A total of 354 beetles representing 17 families were captured, with 25 species identified and 8 not identified. Multivariate analysis revealed that disturbances affected the composition of the beetle assemblage similarity. According to this analysis, the composition of beetle was different among sampling sites FWL, B25 and PR; while it was similar among sites B15, FWL and PC sampling sites. We found a significant relationship between abundance and structural vegetation characteristics, and this was a positive relationship with shrub stratum cover in PR and B25 sampling sites. Finally, we found an increase in the abundance of beetles with vegetation richness in B25 and PR samplings sites, and these increases had a positive relationship to shrub stratum richness in both sites. These results suggest that in Patagonia, the disturbances on Nothofagus antarctica forests can have a substantial effect on beetle communities, and the consequences of these perturbations depend on habitat type.

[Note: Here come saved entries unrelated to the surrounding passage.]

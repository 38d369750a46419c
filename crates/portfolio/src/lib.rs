//! # ASES Portfolio Manager
//!
//! Owns the set of live strategies. Admission checks correlation against every
//! incumbent, fills free slots, and at capacity replaces the weakest strategy
//! only when a candidate strictly outscores it.

pub mod error;
pub mod manager;

pub use error::PortfolioError;
pub use manager::{Admission, AdmitOutcome, PortfolioManager};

The pre-disturbed conditions of each habitat type and the distribution of species among the different habitats and how these species use the habitats determined their ability to deal with pos-disturbance conditions. Disturbances produce simplification and homogenization of habitat types and this could reflected by beetle diversity, so a good knowledge of the beetle usage of habitat and how the habitat utilization may change along a regional gradient is necessary to understand the effect of disturbance on native beetle assemblages.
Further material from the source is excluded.